Do you see a role for technology, specifically information technology, in delivering government services?
IT will drive a lot of transformational change and it will create a momentum which cannot be seen at this point in time. There is now real passion and excitement about the opportunity that IT presents to drive transformational change. Introducing new technologies in it will drive change. It will be better if it is supported by collaboration between government and industry in job creation. So, there will be possible job creation which we cannot foresee now. We also need government to stimulate education, skill development and we need industry to play its part.

The Indian government is planning a bill to make e-delivery of services compulsory after a given time period. What are your views on this?
It is a sign of the times. Automation of processes is what happens around the world and it will also happen in India. It will facilitate transparency, it will facilitate access and it will lead to more accuracy. For example, the learning we have from using IT in health care. We now know that IT has a capacity to minimise error in clinical treatment to a much greater degree than the paper-based system.
But the challenge in shifting to electronic delivery is that some parallel system (manual) will have to run over a period of time to ensure that people actually get that access. Because everybody is not technology savvy, so clearly there needs to be a (manual) system around that. The intention to increase transparency with help of technology is really great.

In your discussion you have referred to automation and transformation. What is the difference between the two?
We can automate all sorts of manual processes without necessarily achieving significant change. We continue to do what was being done but now we do it using IT. In this case we are using IT to trigger change. In transformation we need to look into what are the business processes which we are currently using? How can we do it better? Why are we doing them? And what is the outcome we are seeking? Sometimes we get so used to processing stuff that we forget what it is actually about. It is essentially about providing better services to our customers, to the citizens and to the people who are end users of the service. So that’s where transformation occurs when you start thinking about how you can get better outcomes and how we can use automation as just one step in the transformational journey.

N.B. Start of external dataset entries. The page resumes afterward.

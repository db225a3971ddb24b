use crate::display::enumerator::query_current_resolution;
use crate::display::{CommandRunner, ResolutionRecord};
use crate::error::Result;
use async_trait::async_trait;
use log::{debug, warn};
use serde::{Deserialize, Serialize};
use std::path::PathBuf;
use std::sync::Arc;
use std::time::Duration;
use tokio::sync::RwLock;

/// Primary display as reported by the windowing layer: logical size plus DPI scale.
#[derive(Debug, Clone, Copy, PartialEq, Serialize, Deserialize)]
pub struct DisplayGeometry {
    pub logical_width: u32,
    pub logical_height: u32,
    pub scale_factor: f64,
}

impl DisplayGeometry {
    /// Physical pixel resolution, rounded per axis.
    pub fn physical_resolution(&self) -> Result<ResolutionRecord> {
        let width = (self.logical_width as f64 * self.scale_factor).round() as u32;
        let height = (self.logical_height as f64 * self.scale_factor).round() as u32;
        ResolutionRecord::new(width, height)
    }
}

impl Default for DisplayGeometry {
    fn default() -> Self {
        Self {
            logical_width: 1920,
            logical_height: 1080,
            scale_factor: 1.0,
        }
    }
}

#[async_trait]
pub trait DisplayProbe: Send + Sync {
    async fn primary_display(&self) -> Result<DisplayGeometry>;

    /// Current hardware resolution of the primary display.
    async fn current_resolution(&self) -> Result<ResolutionRecord> {
        let geometry = self.primary_display().await?;
        let resolution = geometry.physical_resolution()?;
        debug!(
            "Primary display {}x{} @ {}x -> {}",
            geometry.logical_width, geometry.logical_height, geometry.scale_factor, resolution
        );
        Ok(resolution)
    }
}

/// Probe fed by whoever owns the window (the shell pushes updates on monitor changes).
pub struct StaticDisplayProbe {
    geometry: RwLock<DisplayGeometry>,
}

impl StaticDisplayProbe {
    pub fn new(geometry: DisplayGeometry) -> Self {
        Self {
            geometry: RwLock::new(geometry),
        }
    }

    pub async fn update(&self, geometry: DisplayGeometry) {
        let mut guard = self.geometry.write().await;
        *guard = geometry;
    }
}

#[async_trait]
impl DisplayProbe for StaticDisplayProbe {
    async fn primary_display(&self) -> Result<DisplayGeometry> {
        Ok(*self.geometry.read().await)
    }
}

/// How [`ToolDisplayProbe`] reaches the resolution tool and what it reports when it can't.
#[derive(Debug, Clone)]
pub struct ToolProbeSettings {
    pub tool: PathBuf,
    pub timeout: Duration,
    pub fallback: DisplayGeometry,
}

impl Default for ToolProbeSettings {
    fn default() -> Self {
        Self {
            tool: PathBuf::from("QRes.exe"),
            timeout: Duration::from_secs(10),
            fallback: DisplayGeometry::default(),
        }
    }
}

/// Reads the primary display's mode from the resolution tool.
///
/// The tool reports physical pixels, so the geometry it yields always has a
/// scale factor of 1. When the platform has no tool, or the tool fails, the
/// configured fallback geometry is returned instead.
pub struct ToolDisplayProbe {
    runner: Arc<dyn CommandRunner>,
    tool_supported: bool,
    settings: RwLock<ToolProbeSettings>,
}

impl ToolDisplayProbe {
    pub fn new(runner: Arc<dyn CommandRunner>, tool_supported: bool) -> Self {
        Self {
            runner,
            tool_supported,
            settings: RwLock::new(ToolProbeSettings::default()),
        }
    }

    pub async fn configure(&self, settings: ToolProbeSettings) {
        let mut guard = self.settings.write().await;
        *guard = settings;
    }
}

#[async_trait]
impl DisplayProbe for ToolDisplayProbe {
    async fn primary_display(&self) -> Result<DisplayGeometry> {
        let settings = self.settings.read().await.clone();
        if !self.tool_supported {
            return Ok(settings.fallback);
        }

        match query_current_resolution(self.runner.as_ref(), &settings.tool, settings.timeout).await
        {
            Ok(Some(current)) => Ok(DisplayGeometry {
                logical_width: current.width,
                logical_height: current.height,
                scale_factor: 1.0,
            }),
            Ok(None) => Ok(settings.fallback),
            Err(e) => {
                warn!(
                    "Could not read the current display mode ({}), assuming {}x{} @ {}x",
                    e,
                    settings.fallback.logical_width,
                    settings.fallback.logical_height,
                    settings.fallback.scale_factor
                );
                Ok(settings.fallback)
            }
        }
    }
}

India being a diverse nation linguistically, geographically, and structurally, do you think the global learning can be applied in India?
Of course, India needs to have access to what has been learnt and experienced around the world. It has to learn what has worked and what has not worked in the mature markets. But at the same time India is dealing with issues at a much larger scale. There is learning in whatever change is happening here. I think after five years you can ask the same question as to what one can learn from India.  

What is the key challenge you foresee in the Indian context?
If you look at the population projections then no one else has the chance that India has. India will have 300 million people under the age of 30 years in the next ten years. Many people in government understand this challenge and are working towards it. Understanding is the first step towards driving change.

If you have one suggestion to make to the government of India, what would it be?
One thing is that the government needs to be very clear about what outcomes are being tried to be achieved. One has to be very explicit towards describing those outcomes and ensuring that all efforts are aligned towards those outcomes. But then that is not easy in a democracy and that’s why India is different from some other countries. The government should align as much effort of the government departments towards that explicit goal and measure the progress towards it.